*Requirement:*
Please output exactly the part of the records below that opens with the line containing "use chrono::TimeDelta;" and closes with the line containing "nonce_swapped.auth.nonce.push('x');", both lines included, and nothing else.

[Saved entries]
- Opening Delimiter -
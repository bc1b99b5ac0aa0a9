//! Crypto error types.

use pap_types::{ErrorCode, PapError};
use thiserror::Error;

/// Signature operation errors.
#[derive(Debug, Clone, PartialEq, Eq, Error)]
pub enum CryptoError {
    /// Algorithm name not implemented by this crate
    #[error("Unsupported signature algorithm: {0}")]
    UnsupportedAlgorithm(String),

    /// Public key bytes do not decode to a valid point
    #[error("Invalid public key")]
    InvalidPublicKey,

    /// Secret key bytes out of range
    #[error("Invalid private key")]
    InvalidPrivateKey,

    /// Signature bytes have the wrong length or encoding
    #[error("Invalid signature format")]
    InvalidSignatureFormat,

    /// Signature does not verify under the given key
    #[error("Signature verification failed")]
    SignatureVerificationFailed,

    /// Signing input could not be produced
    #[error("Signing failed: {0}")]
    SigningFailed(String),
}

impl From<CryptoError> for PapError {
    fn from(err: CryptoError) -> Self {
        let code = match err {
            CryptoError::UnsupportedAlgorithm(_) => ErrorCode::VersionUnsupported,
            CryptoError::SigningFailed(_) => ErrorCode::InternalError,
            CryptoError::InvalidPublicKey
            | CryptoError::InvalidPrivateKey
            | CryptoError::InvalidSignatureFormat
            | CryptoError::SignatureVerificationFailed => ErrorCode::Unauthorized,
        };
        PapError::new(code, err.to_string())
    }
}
- Closing Delimiter -
- Opening Delimiter -
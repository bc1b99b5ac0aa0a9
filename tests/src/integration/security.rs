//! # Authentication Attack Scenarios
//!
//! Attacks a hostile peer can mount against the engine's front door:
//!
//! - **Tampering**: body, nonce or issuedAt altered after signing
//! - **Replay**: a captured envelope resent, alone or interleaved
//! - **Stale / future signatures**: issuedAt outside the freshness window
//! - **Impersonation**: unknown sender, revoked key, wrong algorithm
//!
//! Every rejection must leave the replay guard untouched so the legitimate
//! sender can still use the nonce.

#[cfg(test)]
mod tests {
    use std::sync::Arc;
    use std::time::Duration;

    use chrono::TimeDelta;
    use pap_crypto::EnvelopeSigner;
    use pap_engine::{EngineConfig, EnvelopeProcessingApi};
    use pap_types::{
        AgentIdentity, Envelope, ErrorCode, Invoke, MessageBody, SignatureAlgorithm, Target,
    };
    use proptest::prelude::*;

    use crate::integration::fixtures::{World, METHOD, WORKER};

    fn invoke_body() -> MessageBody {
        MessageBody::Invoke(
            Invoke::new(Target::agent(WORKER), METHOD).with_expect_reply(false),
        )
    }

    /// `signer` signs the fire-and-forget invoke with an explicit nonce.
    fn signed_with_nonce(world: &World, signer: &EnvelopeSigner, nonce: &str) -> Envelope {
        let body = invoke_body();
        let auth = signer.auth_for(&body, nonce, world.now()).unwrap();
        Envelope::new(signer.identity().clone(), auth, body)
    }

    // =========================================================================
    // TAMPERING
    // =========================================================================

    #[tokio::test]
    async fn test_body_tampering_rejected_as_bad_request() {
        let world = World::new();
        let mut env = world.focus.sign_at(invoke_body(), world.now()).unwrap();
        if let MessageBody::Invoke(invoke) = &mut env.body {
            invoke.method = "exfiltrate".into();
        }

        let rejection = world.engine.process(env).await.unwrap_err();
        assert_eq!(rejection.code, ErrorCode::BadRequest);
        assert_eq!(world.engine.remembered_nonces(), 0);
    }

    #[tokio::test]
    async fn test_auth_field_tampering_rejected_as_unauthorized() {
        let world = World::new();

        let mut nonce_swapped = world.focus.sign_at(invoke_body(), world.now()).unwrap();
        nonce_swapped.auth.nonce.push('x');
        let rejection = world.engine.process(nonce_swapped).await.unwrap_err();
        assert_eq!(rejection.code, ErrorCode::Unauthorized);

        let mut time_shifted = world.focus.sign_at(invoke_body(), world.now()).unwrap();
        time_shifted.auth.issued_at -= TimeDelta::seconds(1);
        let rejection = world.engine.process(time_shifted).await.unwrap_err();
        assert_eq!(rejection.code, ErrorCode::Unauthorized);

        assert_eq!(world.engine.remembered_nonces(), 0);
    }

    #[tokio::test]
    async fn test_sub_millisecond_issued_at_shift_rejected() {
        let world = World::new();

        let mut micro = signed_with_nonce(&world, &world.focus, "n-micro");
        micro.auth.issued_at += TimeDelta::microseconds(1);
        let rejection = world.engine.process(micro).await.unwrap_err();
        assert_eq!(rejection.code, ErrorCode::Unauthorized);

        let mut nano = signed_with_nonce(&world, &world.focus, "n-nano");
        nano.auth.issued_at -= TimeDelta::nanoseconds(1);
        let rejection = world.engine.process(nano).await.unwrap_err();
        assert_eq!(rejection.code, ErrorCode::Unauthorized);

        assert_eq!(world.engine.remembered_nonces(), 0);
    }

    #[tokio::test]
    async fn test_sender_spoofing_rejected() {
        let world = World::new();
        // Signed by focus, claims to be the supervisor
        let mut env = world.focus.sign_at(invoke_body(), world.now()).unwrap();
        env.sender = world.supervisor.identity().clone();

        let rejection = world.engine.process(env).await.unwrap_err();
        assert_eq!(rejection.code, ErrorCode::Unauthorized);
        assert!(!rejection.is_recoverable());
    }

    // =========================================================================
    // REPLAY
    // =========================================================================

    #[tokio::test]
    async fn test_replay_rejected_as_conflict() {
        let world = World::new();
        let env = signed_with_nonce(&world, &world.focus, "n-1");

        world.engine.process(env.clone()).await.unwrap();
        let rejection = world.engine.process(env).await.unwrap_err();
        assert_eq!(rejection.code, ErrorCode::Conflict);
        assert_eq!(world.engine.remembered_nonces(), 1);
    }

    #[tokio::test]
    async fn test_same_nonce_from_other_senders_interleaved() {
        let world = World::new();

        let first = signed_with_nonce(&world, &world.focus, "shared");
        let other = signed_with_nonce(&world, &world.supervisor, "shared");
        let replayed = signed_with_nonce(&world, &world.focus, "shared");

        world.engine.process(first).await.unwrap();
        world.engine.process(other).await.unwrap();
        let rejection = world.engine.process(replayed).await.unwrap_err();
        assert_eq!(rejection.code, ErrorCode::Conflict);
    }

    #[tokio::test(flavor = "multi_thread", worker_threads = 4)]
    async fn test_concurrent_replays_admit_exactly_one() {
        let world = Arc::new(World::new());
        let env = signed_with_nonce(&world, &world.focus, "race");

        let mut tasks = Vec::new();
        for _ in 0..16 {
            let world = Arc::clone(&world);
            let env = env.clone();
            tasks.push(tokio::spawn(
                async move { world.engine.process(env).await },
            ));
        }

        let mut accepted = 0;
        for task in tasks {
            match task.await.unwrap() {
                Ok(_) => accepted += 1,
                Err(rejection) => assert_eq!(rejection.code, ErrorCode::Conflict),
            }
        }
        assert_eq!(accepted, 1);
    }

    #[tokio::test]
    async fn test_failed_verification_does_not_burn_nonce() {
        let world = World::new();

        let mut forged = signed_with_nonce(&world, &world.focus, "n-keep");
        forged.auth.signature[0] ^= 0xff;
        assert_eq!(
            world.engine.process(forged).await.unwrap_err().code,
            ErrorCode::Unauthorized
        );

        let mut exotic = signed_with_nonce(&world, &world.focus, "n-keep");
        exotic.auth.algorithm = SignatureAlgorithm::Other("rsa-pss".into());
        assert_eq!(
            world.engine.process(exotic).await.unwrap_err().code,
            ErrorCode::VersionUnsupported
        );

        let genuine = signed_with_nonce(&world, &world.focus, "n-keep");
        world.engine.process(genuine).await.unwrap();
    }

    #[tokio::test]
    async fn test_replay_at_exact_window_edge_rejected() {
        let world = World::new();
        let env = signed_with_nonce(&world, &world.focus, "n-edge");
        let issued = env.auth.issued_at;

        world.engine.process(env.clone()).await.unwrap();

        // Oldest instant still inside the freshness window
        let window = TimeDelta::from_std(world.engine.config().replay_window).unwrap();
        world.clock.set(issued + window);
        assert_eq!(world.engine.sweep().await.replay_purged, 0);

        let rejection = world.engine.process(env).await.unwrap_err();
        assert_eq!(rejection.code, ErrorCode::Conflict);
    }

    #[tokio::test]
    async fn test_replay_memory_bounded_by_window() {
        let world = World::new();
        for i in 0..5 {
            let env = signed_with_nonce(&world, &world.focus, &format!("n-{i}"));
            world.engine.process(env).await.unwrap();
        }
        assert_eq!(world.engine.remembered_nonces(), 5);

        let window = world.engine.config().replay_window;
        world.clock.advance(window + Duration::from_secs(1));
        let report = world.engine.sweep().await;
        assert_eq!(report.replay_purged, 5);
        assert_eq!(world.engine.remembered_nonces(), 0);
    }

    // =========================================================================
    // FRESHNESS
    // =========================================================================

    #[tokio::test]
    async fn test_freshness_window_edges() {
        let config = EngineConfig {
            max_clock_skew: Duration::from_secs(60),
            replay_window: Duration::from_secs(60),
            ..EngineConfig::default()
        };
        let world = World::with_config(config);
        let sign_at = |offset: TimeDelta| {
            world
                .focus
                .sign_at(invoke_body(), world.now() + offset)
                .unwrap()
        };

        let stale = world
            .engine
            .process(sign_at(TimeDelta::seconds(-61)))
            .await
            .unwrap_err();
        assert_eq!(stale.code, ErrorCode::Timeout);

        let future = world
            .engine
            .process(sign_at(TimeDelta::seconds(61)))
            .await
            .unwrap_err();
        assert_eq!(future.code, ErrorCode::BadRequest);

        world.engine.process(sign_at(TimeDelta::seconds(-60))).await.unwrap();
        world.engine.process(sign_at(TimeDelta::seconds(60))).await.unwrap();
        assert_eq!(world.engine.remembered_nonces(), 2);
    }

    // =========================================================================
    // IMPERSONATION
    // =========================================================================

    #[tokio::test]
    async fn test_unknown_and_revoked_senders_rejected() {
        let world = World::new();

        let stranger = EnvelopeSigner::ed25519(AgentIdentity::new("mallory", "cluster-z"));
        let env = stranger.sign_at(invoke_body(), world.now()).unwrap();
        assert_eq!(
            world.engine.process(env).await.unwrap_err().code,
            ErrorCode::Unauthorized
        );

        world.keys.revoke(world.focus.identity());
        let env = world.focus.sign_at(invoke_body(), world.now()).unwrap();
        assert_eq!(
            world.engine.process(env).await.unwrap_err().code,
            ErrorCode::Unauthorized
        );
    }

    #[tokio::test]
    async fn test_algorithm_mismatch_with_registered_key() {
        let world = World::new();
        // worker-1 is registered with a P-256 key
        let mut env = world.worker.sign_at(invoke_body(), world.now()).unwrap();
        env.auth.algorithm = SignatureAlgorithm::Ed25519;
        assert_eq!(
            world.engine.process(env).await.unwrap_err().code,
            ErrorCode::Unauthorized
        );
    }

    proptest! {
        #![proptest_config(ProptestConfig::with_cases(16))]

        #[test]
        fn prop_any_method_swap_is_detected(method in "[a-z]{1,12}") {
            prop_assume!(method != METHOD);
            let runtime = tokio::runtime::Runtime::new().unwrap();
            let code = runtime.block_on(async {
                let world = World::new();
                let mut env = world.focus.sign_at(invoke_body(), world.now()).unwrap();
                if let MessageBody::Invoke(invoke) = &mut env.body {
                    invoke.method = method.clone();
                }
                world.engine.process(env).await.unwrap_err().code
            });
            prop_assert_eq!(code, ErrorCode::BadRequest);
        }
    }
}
- Closing Delimiter -
*Task response:*
    use chrono::TimeDelta;
    use pap_crypto::EnvelopeSigner;
    use pap_engine::{EngineConfig, EnvelopeProcessingApi};
    use pap_types::{
        AgentIdentity, Envelope, ErrorCode, Invoke, MessageBody, SignatureAlgorithm, Target,
    };
    use proptest::prelude::*;

    use crate::integration::fixtures::{World, METHOD, WORKER};

    fn invoke_body() -> MessageBody {
        MessageBody::Invoke(
            Invoke::new(Target::agent(WORKER), METHOD).with_expect_reply(false),
        )
    }

    /// `signer` signs the fire-and-forget invoke with an explicit nonce.
    fn signed_with_nonce(world: &World, signer: &EnvelopeSigner, nonce: &str) -> Envelope {
        let body = invoke_body();
        let auth = signer.auth_for(&body, nonce, world.now()).unwrap();
        Envelope::new(signer.identity().clone(), auth, body)
    }

    // =========================================================================
    // TAMPERING
    // =========================================================================

    #[tokio::test]
    async fn test_body_tampering_rejected_as_bad_request() {
        let world = World::new();
        let mut env = world.focus.sign_at(invoke_body(), world.now()).unwrap();
        if let MessageBody::Invoke(invoke) = &mut env.body {
            invoke.method = "exfiltrate".into();
        }

        let rejection = world.engine.process(env).await.unwrap_err();
        assert_eq!(rejection.code, ErrorCode::BadRequest);
        assert_eq!(world.engine.remembered_nonces(), 0);
    }

    #[tokio::test]
    async fn test_auth_field_tampering_rejected_as_unauthorized() {
        let world = World::new();

        let mut nonce_swapped = world.focus.sign_at(invoke_body(), world.now()).unwrap();
        nonce_swapped.auth.nonce.push('x');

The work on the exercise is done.